■ **EXERCISE PROMPT**:
Each line in the entries that has the word "authentication" has to be copied.

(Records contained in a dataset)
•••••

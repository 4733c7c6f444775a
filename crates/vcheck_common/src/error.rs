//! Typed errors for execution backends.
//!
//! The taxonomy matters to callers: a capability gap (`NotSupported`) lets
//! the execution service fall back to another backend, while transport and
//! authentication failures surface as an `Error` check verdict without any
//! retry at this layer.

use thiserror::Error;

/// Errors an execution backend may return from `connect` or `run_check`.
#[derive(Debug, Error)]
pub enum BackendError {
    /// The target did not answer at the network level.
    #[error("target unreachable: {0}")]
    Transport(String),

    /// The target answered but rejected the supplied credentials.
    #[error("authentication rejected: {0}")]
    AuthRejected(String),

    /// The backend cannot run this kind of check at all.
    #[error("not supported by backend: {0}")]
    NotSupported(String),

    /// The call did not finish within the declared timeout.
    #[error("timed out after {0}s")]
    Timeout(u64),

    /// The caller withdrew the request.
    #[error("cancelled")]
    Cancelled,

    /// The backend answered with something we could not interpret.
    #[error("protocol error: {0}")]
    Protocol(String),
}

impl BackendError {
    /// True when the error means "pick another backend", not "the check ran
    /// into trouble".
    pub fn is_capability_gap(&self) -> bool {
        matches!(self, BackendError::NotSupported(_))
    }
}

#[cfg(test)]
mod tests {
    use super::*;

    #[test]
    fn test_capability_gap_classification() {
        assert!(BackendError::NotSupported("paths".into()).is_capability_gap());
        assert!(!BackendError::Transport("refused".into()).is_capability_gap());
        assert!(!BackendError::Timeout(30).is_capability_gap());
    }

    #[test]
    fn test_error_messages() {
        let e = BackendError::Timeout(30);
        assert_eq!(e.to_string(), "timed out after 30s");

        let e = BackendError::Cancelled;
        assert_eq!(e.to_string(), "cancelled");
    }
}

•••••

■ **THE COMPLETED TASK**:
//! authentication failures surface as an `Error` check verdict without any
    #[error("authentication rejected: {0}")]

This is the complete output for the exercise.